Gewerkschaften, SPD und Grüne fordern deshalb immer wieder eine Angleichung der Besoldung – schließlich sind die Ausbildungszeiten aller Lehramtsstudiengänge gleich lang. Im Wahlkampf hatte auch Nordrhein-Westfalens CDU-Ministerpräsident Armin Laschet versprochen, mittelfristig für Gleichbehandlung sorgen zu wollen. Noch aber blockt sein Parteifreund und Finanzminister Lutz Lienenkämper: Gegen den, räumte Schulministerin Gebauer vom kleinen Koalitionspartner FDP erst zu Beginn des neuen Schuljahrs Ende August ein, könne sie sich leider nicht durchsetzen.

Ein Job mit Pultstatus?

Die 53-Jährige versucht deshalb, den Beruf mit viel Werbung attraktiver wirken zu lassen. Kampagnen mit mehr oder weniger witzigen Titeln wie „Ein Job mit Pultstatus – Lehrerin oder Lehrer werden in NRW lohnt sich“ sollen mehr Abiturient*innen dazu bringen, sich für einen Schuljob zu interessieren.

Außerdem bietet Gebauer ausgebildeten, aber arbeitslosen Lehrerinnen für die Sekundarstufe II an Gymnasien und Gesamtschulen die Möglichkeit, sich an Haupt-, Real- oder Sekundarschulen zu bewerben und dort sofort in ein „Dauerbeschäftigungsverhältnis“ übernommen zu werden. Nach „sechsmonatiger praktischer Bewährung“ winkt die formelle Lehrbefähigung auch für die Klassen 1 bis 10 – und damit der Beamtenstatus. Und wer dann vier Jahre durchhält, soll auch auf eine freie Stelle in der beliebten Sekundarstufe II wechseln dürfen. „Jede Lehrkraft zählt“, sagt die Ministerin dazu.

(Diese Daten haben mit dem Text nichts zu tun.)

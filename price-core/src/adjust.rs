//! Business-input adjustments applied to the market price.
//!
//! Every rule contributes a whole-percent delta. Deltas are summed in basis
//! points, so the resulting factor is exact and independent of rule order.

use serde::{Deserialize, Serialize};
use tsify_next::Tsify;

use crate::types::{AdjustmentInputs, Price};

const HIGH_INCOME_COUNTRIES: &[&str] = &[
    "us", "ca", "gb", "de", "fr", "it", "es", "nl", "be", "ch", "at", "se", "no", "dk", "fi",
    "au", "nz", "jp", "kr", "sg",
];

const LEAST_DEVELOPED_COUNTRIES: &[&str] = &[
    "af", "bd", "bf", "bi", "cf", "td", "km", "cd", "dj", "er", "et", "gm", "gn", "gw", "ht",
    "kh", "la", "lr", "mg", "mw", "ml", "mr", "mz", "mm", "ne", "rw", "st", "sn", "sl", "so",
    "ss", "sd", "tl", "tg", "ug", "tz", "ye", "zm",
];

#[derive(Debug, Clone, Copy, PartialEq, Eq, Hash, Serialize, Deserialize, Tsify)]
#[serde(rename_all = "snake_case")]
#[tsify(into_wasm_abi)]
pub enum AdjustmentRule {
    WishlistLarge,
    WishlistSmall,
    DevEffortHigh,
    DevEffortLow,
    MarketingBudget,
    SteamCut,
    RefundRate,
    Chargebacks,
    GeneralDiscounting,
    CountryHighIncome,
    CountryLeastDeveloped,
}

impl AdjustmentRule {
    /// Signed effect in basis points (100 bps = 1%).
    pub fn delta_bps(&self) -> i32 {
        match self {
            AdjustmentRule::WishlistLarge => -1000,
            AdjustmentRule::WishlistSmall => 500,
            AdjustmentRule::DevEffortHigh => 800,
            AdjustmentRule::DevEffortLow => -1200,
            AdjustmentRule::MarketingBudget => 500,
            AdjustmentRule::SteamCut => 1000,
            AdjustmentRule::RefundRate => 300,
            AdjustmentRule::Chargebacks => 200,
            AdjustmentRule::GeneralDiscounting => 500,
            AdjustmentRule::CountryHighIncome => -500,
            AdjustmentRule::CountryLeastDeveloped => -1000,
        }
    }

    pub fn name(&self) -> &'static str {
        match self {
            AdjustmentRule::WishlistLarge => "wishlist_large",
            AdjustmentRule::WishlistSmall => "wishlist_small",
            AdjustmentRule::DevEffortHigh => "dev_effort_high",
            AdjustmentRule::DevEffortLow => "dev_effort_low",
            AdjustmentRule::MarketingBudget => "marketing_budget",
            AdjustmentRule::SteamCut => "steam_cut",
            AdjustmentRule::RefundRate => "refund_rate",
            AdjustmentRule::Chargebacks => "chargebacks",
            AdjustmentRule::GeneralDiscounting => "general_discounting",
            AdjustmentRule::CountryHighIncome => "country_high_income",
            AdjustmentRule::CountryLeastDeveloped => "country_least_developed",
        }
    }
}

/// Which rules fired for one set of inputs, in evaluation order.
#[derive(Debug, Clone, PartialEq, Eq, Default, Serialize, Deserialize, Tsify)]
#[tsify(into_wasm_abi)]
pub struct AdjustmentBreakdown {
    pub rules: Vec<AdjustmentRule>,
}

impl AdjustmentBreakdown {
    pub fn net_bps(&self) -> i32 {
        self.rules.iter().map(AdjustmentRule::delta_bps).sum()
    }

    /// Multiplicative factor, 1.0 when nothing fired.
    pub fn factor(&self) -> f64 {
        f64::from(10_000 + self.net_bps()) / 10_000.0
    }
}

fn country_rule(code: &str) -> Option<AdjustmentRule> {
    let code = code.trim().to_lowercase();
    if HIGH_INCOME_COUNTRIES.contains(&code.as_str()) {
        Some(AdjustmentRule::CountryHighIncome)
    } else if LEAST_DEVELOPED_COUNTRIES.contains(&code.as_str()) {
        Some(AdjustmentRule::CountryLeastDeveloped)
    } else {
        None
    }
}

/// Evaluate every rule against `inputs`.
pub fn breakdown(inputs: &AdjustmentInputs) -> AdjustmentBreakdown {
    let mut rules = Vec::new();

    match inputs.wishlist_count {
        n if n >= 30_000 => rules.push(AdjustmentRule::WishlistLarge),
        n if n > 0 && n < 20_000 => rules.push(AdjustmentRule::WishlistSmall),
        _ => {}
    }

    let effort = u64::from(inputs.dev_time_months) * u64::from(inputs.team_size);
    if effort > 60 {
        rules.push(AdjustmentRule::DevEffortHigh);
    } else if effort > 0 && effort < 24 {
        rules.push(AdjustmentRule::DevEffortLow);
    }

    if inputs.marketing_cost >= 25_000.0 {
        rules.push(AdjustmentRule::MarketingBudget);
    }
    if inputs.steam_cut {
        rules.push(AdjustmentRule::SteamCut);
    }
    if inputs.refund_rate {
        rules.push(AdjustmentRule::RefundRate);
    }
    if inputs.chargebacks {
        rules.push(AdjustmentRule::Chargebacks);
    }
    if inputs.general_discounting > 0.0 {
        rules.push(AdjustmentRule::GeneralDiscounting);
    }
    rules.extend(country_rule(&inputs.country_code));

    AdjustmentBreakdown { rules }
}

/// Apply the adjustment model to a base price.
///
/// N/A for an N/A or zero base. A net-zero adjustment returns `base` as is;
/// otherwise `base × factor`, floored at zero.
pub fn adjust(base: Price, inputs: &AdjustmentInputs) -> Price {
    let base = base.filter(|b| *b != 0.0 && b.is_finite())?;
    let breakdown = breakdown(inputs);

    #[cfg(feature = "audit")]
    for rule in &breakdown.rules {
        tracing::info!(
            target: "adjustment",
            rule = rule.name(),
            delta_bps = i64::from(rule.delta_bps()),
        );
    }

    let net = breakdown.net_bps();
    if net == 0 {
        return Some(base);
    }
    let adjusted = base * f64::from(10_000 + net) / 10_000.0;
    Some(adjusted.max(0.0))
}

Noch attraktiver ist das Angebot für den Wechsel an eine Grundschule: Wer als arbeitssuchende Lehrer*in zwei Jahre in den Klassen 1 bis 4 unterrichtet, soll schon nach zwei Jahren auf ein Gymnasium oder eine Gesamtschule versetzt werden – und das maximal 35 Kilometer vom Wohnort entfernt. Außerdem wirbt Ministerin Gebauer massiv um Seiteneinsteiger*innen mit abgeschlossenem Studium.

Gerade die benötigten aber bessere Fortbildungen in Methodik, Didaktik und Pädagogik, mahnt etwa Maike Finnern, NRW-Vorsitzende der Gewerkschaft Erziehung und Wissenschaft (GEW). Der zweijährige berufsbegleitende Vorbereitungsdienst – also das Referendariat – müsse auch an Grundschulen die Regel werden. Bisher wird dort nur eine einjährige „pädagogische Einführung“ angeboten. „Viel Potenzial“ brächten die Seiteneinsteiger*innen mit, sagt Finnern. Keinesfalls dürften sie „dauerhaft Lehrkräfte zweiter Klasse bleiben.“

Denn schon heute unterrichten überdurchschnittlich viele Seiteneinsteiger*innen eben nicht in priviligierten Einfamilienhausvierteln, sondern in „Schulen mit besonderen sozialen Herausforderungen“, so Ministerin Gebauer – also in Kiezen, die von hoher Arbeitslosigkeit und nichtakademischen Elternhäusern geprägt sind.